Exercise:
Your task is to copy the lines of the data below from the line holding "it somewhere else." through the line holding "pub struct Common", inclusive, exactly and with nothing added.

── Data for this exercise

//! These structs provide the CLI interface for the ledger CLI.

use clap::{Parser, Subcommand};
use std::convert::Infallible;
use std::fmt::{Display, Formatter};
use std::ops::Deref;
use std::path::{Path, PathBuf};
use std::str::FromStr;
use tracing::error;
use tracing_subscriber::filter::LevelFilter;

/// ledger: A command-line tool for keeping a personal income and expense ledger.
///
/// Transactions are stored in a plain CSV file in your ledger home directory. Every change is
/// followed by a snapshot in the backups directory, and a damaged ledger file is restored from
/// the newest good snapshot when that can be done without losing records.
#[derive(Debug, Parser, Clone)]
pub struct Args {
    #[clap(flatten)]
    common: Common,

    #[command(subcommand)]
    command: Command,
}

impl Args {
    pub fn new(common: Common, command: Command) -> Self {
        Self { common, command }
    }

    pub fn common(&self) -> &Common {
        &self.common
    }

    pub fn command(&self) -> &Command {
        &self.command
    }
}

#[derive(Subcommand, Debug, Clone)]
pub enum Command {
    /// Create the ledger home directory, its config file and an empty ledger.
    ///
    /// This is the first command you should run. By default the ledger lives in $HOME/ledger;
    /// pass --ledger-home or set LEDGER_HOME to put it somewhere else.
    Init(InitArgs),
    /// Validate and append a transaction to the ledger.
    Add(AddArgs),
    /// List transactions, optionally limited to an inclusive date range.
    List(ListArgs),
    /// Check the ledger file for damaged lines without changing anything.
    Check,
    /// Replace the ledger file with the newest good snapshot.
    Restore,
    /// List the snapshots in the backups directory, oldest first.
    Backups,
}

/// Arguments common to all subcommands.
#[derive(Debug, Parser, Clone)]
pub struct Common {
    /// The logging verbosity. One of, from least to most verbose:
    /// off, error, warn, info, debug, trace
    ///
    /// This can be overridden by RUST_LOG. See the tracing-subscriber crate for instructions.
    #[arg(long, default_value_t = LevelFilter::INFO)]
    log_level: LevelFilter,

    /// The directory where the ledger and its configuration are held. Defaults to ~/ledger
    #[arg(long, env = "LEDGER_HOME", default_value_t = default_ledger_home())]
    ledger_home: DisplayPath,
}

impl Common {
    pub fn new(log_level: LevelFilter, ledger_home: PathBuf) -> Self {
        Self {
            log_level,
            ledger_home: ledger_home.into(),
        }
    }

    pub fn log_level(&self) -> LevelFilter {
        self.log_level
    }

    pub fn ledger_home(&self) -> &DisplayPath {
        &self.ledger_home
    }
}

/// Args for the `ledger init` command.
#[derive(Debug, Parser, Clone)]
pub struct InitArgs {
    /// How many snapshots to keep in the backups directory. Defaults to 5.
    #[arg(long)]
    backup_copies: Option<u32>,

    /// The strftime format for dates you type, e.g. "%d/%m/%Y". Defaults to "%Y-%m-%d". The
    /// ledger file itself always stores dates as YYYY-MM-DD.
    #[arg(long)]
    date_format: Option<String>,
}

impl InitArgs {
    pub fn new(backup_copies: Option<u32>, date_format: Option<String>) -> Self {
        Self {
            backup_copies,
            date_format,
        }
    }

    pub fn backup_copies(&self) -> Option<u32> {
        self.backup_copies
    }

    pub fn date_format(&self) -> Option<&str> {
        self.date_format.as_deref()
    }
}

/// Args for the `ledger add` command.
#[derive(Debug, Parser, Clone)]
pub struct AddArgs {
    /// The amount. Negative amounts are expenses, zero and positive amounts are income. A dollar
    /// sign and thousands separators are accepted, e.g. -$1,250.00
    #[arg(long, allow_hyphen_values = true)]
    amount: String,

    /// The category, e.g. Groceries. Must not be empty.
    #[arg(long)]
    category: String,

    /// The date in the configured date format. Defaults to today.
    #[arg(long)]
    date: Option<String>,

    /// An optional free-text description.
    #[arg(long)]
    description: Option<String>,
}

impl AddArgs {
    pub fn new(
        amount: impl Into<String>,
        category: impl Into<String>,
        date: Option<String>,
        description: Option<String>,
    ) -> Self {
        Self {
            amount: amount.into(),
            category: category.into(),
            date,
            description,
        }
    }

    pub fn amount(&self) -> &str {
        &self.amount
    }

    pub fn category(&self) -> &str {
        &self.category
    }

    pub fn date(&self) -> Option<&str> {
        self.date.as_deref()
    }

    pub fn description(&self) -> Option<&str> {
        self.description.as_deref()
    }
}

/// Args for the `ledger list` command.
#[derive(Debug, Default, Parser, Clone)]
pub struct ListArgs {
    /// The first date to include, in the configured date format.
    #[arg(long)]
    from: Option<String>,

    /// The last date to include, in the configured date format.
    #[arg(long)]
    to: Option<String>,
}

impl ListArgs {
    pub fn new(from: Option<String>, to: Option<String>) -> Self {
        Self { from, to }
    }

    /// The first date to include.
    pub fn start(&self) -> Option<&str> {
        self.from.as_deref()
    }

    /// The last date to include.
    pub fn end(&self) -> Option<&str> {
        self.to.as_deref()
    }
}

fn default_ledger_home() -> DisplayPath {
    DisplayPath(match dirs::home_dir() {
        Some(home) => home.join("ledger"),
        None => {
            error!(
                "There was an error when trying to get your home directory. You can get around \
                this by providing --ledger-home or LEDGER_HOME instead of relying on the default \
                ledger home directory.",
            );
            PathBuf::from("ledger")
        }
    })
}

#[derive(Debug, Default, Clone, Eq, PartialEq, Ord, PartialOrd, Hash)]
pub struct DisplayPath(PathBuf);

impl From<PathBuf> for DisplayPath {
    fn from(value: PathBuf) -> Self {
        DisplayPath(value)
    }
}

impl Deref for DisplayPath {
    type Target = Path;

    fn deref(&self) -> &Self::Target {
        &self.0
    }
}

impl AsRef<Path> for DisplayPath {
    fn as_ref(&self) -> &Path {
        &self.0
    }
}

impl Display for DisplayPath {
    fn fmt(&self, f: &mut Formatter<'_>) -> std::fmt::Result {
        write!(f, "{}", self.0.to_string_lossy())
    }
}

impl FromStr for DisplayPath {
    type Err = Infallible;

    fn from_str(s: &str) -> Result<Self, Self::Err> {
        Ok(Self(PathBuf::from(s)))
    }
}

impl DisplayPath {
    pub fn path(&self) -> &Path {
        &self.0
    }
}

#[cfg(test)]
mod tests {
    use super::*;

    #[test]
    fn test_parse_add() {
        let args = Args::try_parse_from([
            "ledger",
            "--ledger-home",
            "/tmp/somewhere",
            "add",
            "--amount",
            "-42.50",
            "--category",
            "Groceries",
            "--description",
            "Weekly shop",
        ])
        .unwrap();
        assert_eq!(args.common().ledger_home().path(), Path::new("/tmp/somewhere"));
        match args.command() {
            Command::Add(add) => {
                assert_eq!(add.amount(), "-42.50");
                assert_eq!(add.category(), "Groceries");
                assert_eq!(add.date(), None);
                assert_eq!(add.description(), Some("Weekly shop"));
            }
            other => panic!("expected add, got {other:?}"),
        }
    }

    #[test]
    fn test_parse_list_range() {
        let args =
            Args::try_parse_from(["ledger", "list", "--from", "2024-02-01", "--to", "2024-02-29"])
                .unwrap();
        match args.command() {
            Command::List(list) => {
                assert_eq!(list.start(), Some("2024-02-01"));
                assert_eq!(list.end(), Some("2024-02-29"));
            }
            other => panic!("expected list, got {other:?}"),
        }
    }

    #[test]
    fn test_parse_log_level() {
        let args = Args::try_parse_from(["ledger", "--log-level", "debug", "check"]).unwrap();
        assert_eq!(args.common().log_level(), LevelFilter::DEBUG);
        assert!(matches!(args.command(), Command::Check));
    }
}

────

Answer to this task:
    /// pass --ledger-home or set LEDGER_HOME to put it somewhere else.
    Init(InitArgs),
    /// Validate and append a transaction to the ledger.
    Add(AddArgs),
    /// List transactions, optionally limited to an inclusive date range.
    List(ListArgs),
    /// Check the ledger file for damaged lines without changing anything.
    Check,
    /// Replace the ledger file with the newest good snapshot.
    Restore,
    /// List the snapshots in the backups directory, oldest first.
    Backups,
}

/// Arguments common to all subcommands.
#[derive(Debug, Parser, Clone)]
pub struct Common {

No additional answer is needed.